Como un rayo le quitó el teléfono.
– De ninguna manera -le espetó-. Tenemos que contactar con…, contactar con… -Se quedó mirando el móvil como si éste pudiera ayudarla-. ¿A quién deberíamos…?
– … and the land of the freeeeeeee!
La canción se apagó. El cantante hizo una reverencia con inseguridad. Algunos de los músicos de la orquesta se rieron. Luego se hizo el silencio.

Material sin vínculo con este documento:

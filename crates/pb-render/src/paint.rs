//! Stroke primitives → raster pixels.
//!
//! Strokes are rasterized without anti-aliasing: a pixel is painted when its
//! center lies inside the stroked shape. Segments carry round caps, so a
//! freehand polyline drawn segment by segment has round joins.

use crate::raster::Raster;
use font8x8::UnicodeFonts;
use kurbo::{Line, ParamCurveNearest, Point, Rect};
use pb_core::model::Color;

/// Pen state applied to every primitive.
#[derive(Debug, Clone, Copy, PartialEq)]
pub struct StrokeStyle {
    pub color: Color,
    pub width: f64,
}

impl StrokeStyle {
    pub fn new(color: Color, width: f64) -> Self {
        Self { color, width }
    }

    fn half_width(&self) -> f64 {
        (self.width / 2.0).max(0.5)
    }
}

/// Integer pixel range covering `rect`, clipped to the raster.
fn pixel_span(raster: &Raster, rect: Rect) -> Option<(i64, i64, i64, i64)> {
    let x0 = rect.x0.floor().max(0.0) as i64;
    let y0 = rect.y0.floor().max(0.0) as i64;
    let x1 = (rect.x1.ceil() as i64).min(raster.width() as i64 - 1);
    let y1 = (rect.y1.ceil() as i64).min(raster.height() as i64 - 1);
    if x0 > x1 || y0 > y1 {
        return None;
    }
    Some((x0, y0, x1, y1))
}

fn center(x: i64, y: i64) -> Point {
    Point::new(x as f64 + 0.5, y as f64 + 0.5)
}

fn distance_sq_to_segment(line: &Line, p: Point) -> f64 {
    if line.p0 == line.p1 {
        return (p - line.p0).hypot2();
    }
    line.nearest(p, 1e-9).distance_sq
}

/// Stroke one straight segment with round caps.
pub fn stroke_segment(raster: &mut Raster, from: Point, to: Point, style: &StrokeStyle) {
    let half = style.half_width();
    let line = Line::new(from, to);
    let bounds = Rect::from_points(from, to).inflate(half, half);
    let Some((x0, y0, x1, y1)) = pixel_span(raster, bounds) else {
        return;
    };
    let limit = half * half;
    for y in y0..=y1 {
        for x in x0..=x1 {
            if distance_sq_to_segment(&line, center(x, y)) <= limit {
                raster.blend(x, y, style.color);
            }
        }
    }
}

/// Stroke a rectangle outline spanning two opposite corners.
pub fn stroke_rect(raster: &mut Raster, corner: Point, opposite: Point, style: &StrokeStyle) {
    let rect = Rect::from_points(corner, opposite);
    let half = style.half_width();
    let outer = rect.inflate(half, half);
    let Some((x0, y0, x1, y1)) = pixel_span(raster, outer) else {
        return;
    };
    let edges = [
        Line::new((rect.x0, rect.y0), (rect.x1, rect.y0)),
        Line::new((rect.x1, rect.y0), (rect.x1, rect.y1)),
        Line::new((rect.x1, rect.y1), (rect.x0, rect.y1)),
        Line::new((rect.x0, rect.y1), (rect.x0, rect.y0)),
    ];
    let limit = half * half;
    // One pass over the area so corner pixels are not blended twice.
    for y in y0..=y1 {
        for x in x0..=x1 {
            let p = center(x, y);
            if edges
                .iter()
                .any(|edge| distance_sq_to_segment(edge, p) <= limit)
            {
                raster.blend(x, y, style.color);
            }
        }
    }
}

/// Stroke a circle outline.
pub fn stroke_circle(raster: &mut Raster, middle: Point, radius: f64, style: &StrokeStyle) {
    let half = style.half_width();
    let reach = radius + half;
    let bounds = Rect::new(
        middle.x - reach,
        middle.y - reach,
        middle.x + reach,
        middle.y + reach,
    );
    let Some((x0, y0, x1, y1)) = pixel_span(raster, bounds) else {
        return;
    };
    for y in y0..=y1 {
        for x in x0..=x1 {
            let d = center(x, y).distance(middle);
            if (d - radius).abs() <= half {
                raster.blend(x, y, style.color);
            }
        }
    }
}

/// Fill an axis-aligned rectangle (pixel centers inside `[x0, x1) × [y0, y1)`).
pub fn fill_rect(raster: &mut Raster, rect: Rect, color: Color) {
    let Some((x0, y0, x1, y1)) = pixel_span(raster, rect) else {
        return;
    };
    for y in y0..=y1 {
        for x in x0..=x1 {
            let p = center(x, y);
            if p.x >= rect.x0 && p.x < rect.x1 && p.y >= rect.y0 && p.y < rect.y1 {
                raster.blend(x, y, color);
            }
        }
    }
}

fn glyph(c: char) -> Option<[u8; 8]> {
    font8x8::BASIC_FONTS
        .get(c)
        .or_else(|| font8x8::LATIN_FONTS.get(c))
}

/// Fill `text` with its alphabetic baseline at `origin`, `size` pixels tall.
///
/// Uses the 8×8 bitmap font scaled to `size`. Characters without a glyph
/// advance without painting. Returns the advance width.
pub fn fill_text(raster: &mut Raster, text: &str, origin: Point, size: f64, color: Color) -> f64 {
    let cell = size / 8.0;
    let top = origin.y - size;
    let mut pen_x = origin.x;
    for c in text.chars() {
        if let Some(rows) = glyph(c) {
            for (row, bits) in rows.iter().enumerate() {
                for col in 0..8 {
                    if bits & (1u8 << col) == 0 {
                        continue;
                    }
                    let x = pen_x + col as f64 * cell;
                    let y = top + row as f64 * cell;
                    fill_rect(raster, Rect::new(x, y, x + cell, y + cell), color);
                }
            }
        } else {
            log::trace!("no glyph for {c:?}");
        }
        pen_x += size;
    }
    pen_x - origin.x
}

La voz de la agente sonaba débil y cortante, y le tembló la mano cuando esgrimió el teléfono ante su compañero y acabó la frase:
– ¿Con quién…, con quién coño tenemos que hablar ahora?
Capítulo 2
La secretaria jefe del ministro de Justicia estaba sola en la oficina. De un armario de acero del archivo cerrado sacó tres carpetas de anillas. Una amarilla, otra azul y otra roja. Las colocó sobre el escritorio del ministro y después preparó una cafetera. De un armario cogió bolígrafos, lápices y blocs, y los llevó a la sala de reuniones. Acto seguido se conectó con manos diestras a tres de los ordenadores: al suyo propio, al del ministro de Justicia y al del consejero del Ministerio. Antes de volver al archivo sacó un cronómetro de su escritorio personal y, sin demasiado esfuerzo, apartó uno de los estantes. Salió a la luz un panel con número rojos. Puso en marcha el cronómetro, introdujo un código de diez cifras y comprobó el tiempo. Treinta y cuatro segundos más tarde introdujo un nuevo código. No apartaba la vista del cronómetro y esperó. Esperó. Pasó minuto y medio. Un nuevo código.